Task item: Each line of the data below that includes the string "spec" must be copied.

(Dataset content Opens)

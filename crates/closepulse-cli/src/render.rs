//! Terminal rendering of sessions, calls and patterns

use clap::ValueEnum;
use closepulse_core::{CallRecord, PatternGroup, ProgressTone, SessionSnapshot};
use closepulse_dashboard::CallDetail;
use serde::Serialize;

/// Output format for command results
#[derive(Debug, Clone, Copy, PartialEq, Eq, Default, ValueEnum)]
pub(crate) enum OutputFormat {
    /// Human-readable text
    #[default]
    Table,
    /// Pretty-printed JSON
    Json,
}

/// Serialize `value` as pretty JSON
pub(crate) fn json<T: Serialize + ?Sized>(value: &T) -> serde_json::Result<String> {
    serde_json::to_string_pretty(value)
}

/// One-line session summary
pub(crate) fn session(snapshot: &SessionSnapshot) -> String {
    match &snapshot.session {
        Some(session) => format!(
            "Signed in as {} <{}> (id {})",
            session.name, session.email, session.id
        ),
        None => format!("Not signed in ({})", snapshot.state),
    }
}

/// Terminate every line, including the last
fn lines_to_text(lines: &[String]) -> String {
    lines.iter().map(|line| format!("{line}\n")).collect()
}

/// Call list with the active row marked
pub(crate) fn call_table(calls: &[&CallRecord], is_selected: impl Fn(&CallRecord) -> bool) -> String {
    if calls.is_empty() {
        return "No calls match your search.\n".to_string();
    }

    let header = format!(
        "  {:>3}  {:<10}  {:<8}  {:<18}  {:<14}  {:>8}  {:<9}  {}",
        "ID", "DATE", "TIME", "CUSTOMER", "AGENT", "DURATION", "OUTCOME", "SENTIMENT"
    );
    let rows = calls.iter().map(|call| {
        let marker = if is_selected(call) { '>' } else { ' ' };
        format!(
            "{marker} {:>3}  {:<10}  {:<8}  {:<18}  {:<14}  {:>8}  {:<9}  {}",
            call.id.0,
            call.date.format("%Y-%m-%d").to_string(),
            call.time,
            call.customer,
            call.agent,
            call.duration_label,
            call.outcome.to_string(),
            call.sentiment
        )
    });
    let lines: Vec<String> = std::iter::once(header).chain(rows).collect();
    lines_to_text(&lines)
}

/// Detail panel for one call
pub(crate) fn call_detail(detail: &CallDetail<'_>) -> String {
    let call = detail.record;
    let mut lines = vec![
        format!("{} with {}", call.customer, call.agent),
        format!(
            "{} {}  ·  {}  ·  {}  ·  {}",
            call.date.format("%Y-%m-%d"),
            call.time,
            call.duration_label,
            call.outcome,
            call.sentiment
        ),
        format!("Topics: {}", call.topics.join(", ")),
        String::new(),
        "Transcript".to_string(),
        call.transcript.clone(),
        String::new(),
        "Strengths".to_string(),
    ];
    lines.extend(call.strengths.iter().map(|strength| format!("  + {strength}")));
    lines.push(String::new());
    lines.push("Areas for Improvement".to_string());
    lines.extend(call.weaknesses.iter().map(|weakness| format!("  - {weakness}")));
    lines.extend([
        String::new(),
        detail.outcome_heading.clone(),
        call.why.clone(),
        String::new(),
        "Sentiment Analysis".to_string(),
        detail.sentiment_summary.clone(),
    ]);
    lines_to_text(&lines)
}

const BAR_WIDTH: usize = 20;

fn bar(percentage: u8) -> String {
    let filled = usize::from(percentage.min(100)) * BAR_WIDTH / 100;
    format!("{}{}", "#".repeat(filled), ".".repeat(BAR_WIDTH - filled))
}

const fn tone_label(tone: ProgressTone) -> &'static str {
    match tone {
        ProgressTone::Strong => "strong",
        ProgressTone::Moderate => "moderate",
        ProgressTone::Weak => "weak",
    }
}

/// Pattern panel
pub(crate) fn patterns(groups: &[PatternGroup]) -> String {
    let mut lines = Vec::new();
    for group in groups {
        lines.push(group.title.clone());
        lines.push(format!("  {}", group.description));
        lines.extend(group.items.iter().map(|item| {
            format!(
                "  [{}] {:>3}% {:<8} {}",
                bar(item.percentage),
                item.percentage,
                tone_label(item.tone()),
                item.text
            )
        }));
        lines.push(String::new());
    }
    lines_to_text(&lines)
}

(Dataset content Closes)
(Dataset content Opens)

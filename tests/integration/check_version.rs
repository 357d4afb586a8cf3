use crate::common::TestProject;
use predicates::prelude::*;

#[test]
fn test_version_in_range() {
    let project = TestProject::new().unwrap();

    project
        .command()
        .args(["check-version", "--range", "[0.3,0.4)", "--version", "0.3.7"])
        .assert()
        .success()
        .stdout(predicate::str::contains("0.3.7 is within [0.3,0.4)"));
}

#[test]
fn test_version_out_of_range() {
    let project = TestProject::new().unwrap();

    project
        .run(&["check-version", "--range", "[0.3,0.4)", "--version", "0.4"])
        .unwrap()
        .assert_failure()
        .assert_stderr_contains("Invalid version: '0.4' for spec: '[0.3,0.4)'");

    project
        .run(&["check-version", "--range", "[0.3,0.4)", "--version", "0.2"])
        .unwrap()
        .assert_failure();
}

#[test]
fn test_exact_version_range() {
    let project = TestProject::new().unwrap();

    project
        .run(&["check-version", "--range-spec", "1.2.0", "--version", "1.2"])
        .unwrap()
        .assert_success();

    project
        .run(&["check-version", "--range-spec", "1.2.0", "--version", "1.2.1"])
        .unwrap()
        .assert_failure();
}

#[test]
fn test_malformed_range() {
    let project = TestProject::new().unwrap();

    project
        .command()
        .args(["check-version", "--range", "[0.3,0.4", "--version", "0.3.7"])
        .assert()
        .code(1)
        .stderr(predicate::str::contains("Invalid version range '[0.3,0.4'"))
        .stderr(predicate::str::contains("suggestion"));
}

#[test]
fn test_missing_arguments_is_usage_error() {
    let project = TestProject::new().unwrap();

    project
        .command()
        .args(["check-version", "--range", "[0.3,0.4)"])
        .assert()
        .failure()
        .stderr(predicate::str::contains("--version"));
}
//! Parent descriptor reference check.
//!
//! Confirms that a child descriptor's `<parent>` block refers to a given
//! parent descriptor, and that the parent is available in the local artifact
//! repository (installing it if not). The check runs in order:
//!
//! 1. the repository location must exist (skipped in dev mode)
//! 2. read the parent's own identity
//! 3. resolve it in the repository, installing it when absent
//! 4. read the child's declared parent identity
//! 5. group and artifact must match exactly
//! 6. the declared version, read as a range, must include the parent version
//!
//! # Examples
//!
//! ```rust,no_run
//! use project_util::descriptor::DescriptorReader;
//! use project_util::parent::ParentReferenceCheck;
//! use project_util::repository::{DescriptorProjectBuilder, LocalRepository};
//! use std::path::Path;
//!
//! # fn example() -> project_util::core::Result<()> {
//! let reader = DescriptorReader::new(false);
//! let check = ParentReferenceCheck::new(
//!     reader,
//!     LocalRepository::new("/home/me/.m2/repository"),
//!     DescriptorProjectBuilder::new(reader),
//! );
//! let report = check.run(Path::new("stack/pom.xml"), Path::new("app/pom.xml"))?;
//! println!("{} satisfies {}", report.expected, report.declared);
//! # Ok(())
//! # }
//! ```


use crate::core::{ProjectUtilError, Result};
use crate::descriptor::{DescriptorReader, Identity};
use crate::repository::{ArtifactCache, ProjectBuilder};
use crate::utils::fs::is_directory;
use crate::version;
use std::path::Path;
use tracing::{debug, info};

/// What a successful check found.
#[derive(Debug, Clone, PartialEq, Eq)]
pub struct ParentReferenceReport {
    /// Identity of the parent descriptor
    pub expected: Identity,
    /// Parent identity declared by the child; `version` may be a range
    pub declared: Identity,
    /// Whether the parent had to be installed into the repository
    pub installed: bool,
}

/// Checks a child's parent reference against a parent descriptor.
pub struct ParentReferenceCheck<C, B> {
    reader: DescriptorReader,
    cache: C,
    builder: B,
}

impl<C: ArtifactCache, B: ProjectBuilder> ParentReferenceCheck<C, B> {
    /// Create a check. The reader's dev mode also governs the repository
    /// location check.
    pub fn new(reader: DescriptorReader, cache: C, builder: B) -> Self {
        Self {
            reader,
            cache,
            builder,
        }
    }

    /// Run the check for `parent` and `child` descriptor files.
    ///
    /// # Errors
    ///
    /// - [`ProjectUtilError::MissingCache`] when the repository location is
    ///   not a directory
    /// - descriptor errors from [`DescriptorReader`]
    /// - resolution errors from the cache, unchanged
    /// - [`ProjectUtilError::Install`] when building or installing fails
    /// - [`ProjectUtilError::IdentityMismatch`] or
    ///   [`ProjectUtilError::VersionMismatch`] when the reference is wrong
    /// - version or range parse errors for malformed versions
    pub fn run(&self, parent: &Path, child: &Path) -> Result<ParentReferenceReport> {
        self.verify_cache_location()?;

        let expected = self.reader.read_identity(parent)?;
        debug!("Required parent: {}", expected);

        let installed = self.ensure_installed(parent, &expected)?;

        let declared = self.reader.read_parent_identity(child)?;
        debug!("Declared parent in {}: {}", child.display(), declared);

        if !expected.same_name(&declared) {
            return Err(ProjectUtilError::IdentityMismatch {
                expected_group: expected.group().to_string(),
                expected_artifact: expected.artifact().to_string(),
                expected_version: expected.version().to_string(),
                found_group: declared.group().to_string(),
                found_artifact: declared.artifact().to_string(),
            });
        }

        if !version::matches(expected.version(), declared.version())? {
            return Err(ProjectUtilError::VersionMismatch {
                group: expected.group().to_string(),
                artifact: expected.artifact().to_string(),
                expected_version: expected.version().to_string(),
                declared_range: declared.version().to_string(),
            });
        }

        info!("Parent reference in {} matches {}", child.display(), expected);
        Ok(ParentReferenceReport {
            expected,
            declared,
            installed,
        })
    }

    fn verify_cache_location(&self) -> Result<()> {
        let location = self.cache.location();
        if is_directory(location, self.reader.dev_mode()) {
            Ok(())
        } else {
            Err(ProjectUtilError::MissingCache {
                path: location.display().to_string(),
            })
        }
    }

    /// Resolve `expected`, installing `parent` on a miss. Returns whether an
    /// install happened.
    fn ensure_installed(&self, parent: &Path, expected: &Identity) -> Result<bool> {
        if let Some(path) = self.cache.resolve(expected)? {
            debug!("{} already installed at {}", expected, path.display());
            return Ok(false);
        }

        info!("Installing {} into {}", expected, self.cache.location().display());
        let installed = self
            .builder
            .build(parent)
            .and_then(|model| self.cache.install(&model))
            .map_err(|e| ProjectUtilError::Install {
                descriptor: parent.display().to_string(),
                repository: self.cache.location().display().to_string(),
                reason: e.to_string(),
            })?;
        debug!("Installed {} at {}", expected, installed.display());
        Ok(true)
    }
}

(Dataset content Closes)

Answer box:
        .assert_stderr_contains("Invalid version: '0.4' for spec: '[0.3,0.4)'");
        .run(&["check-version", "--range-spec", "1.2.0", "--version", "1.2"])
        .run(&["check-version", "--range-spec", "1.2.0", "--version", "1.2.1"])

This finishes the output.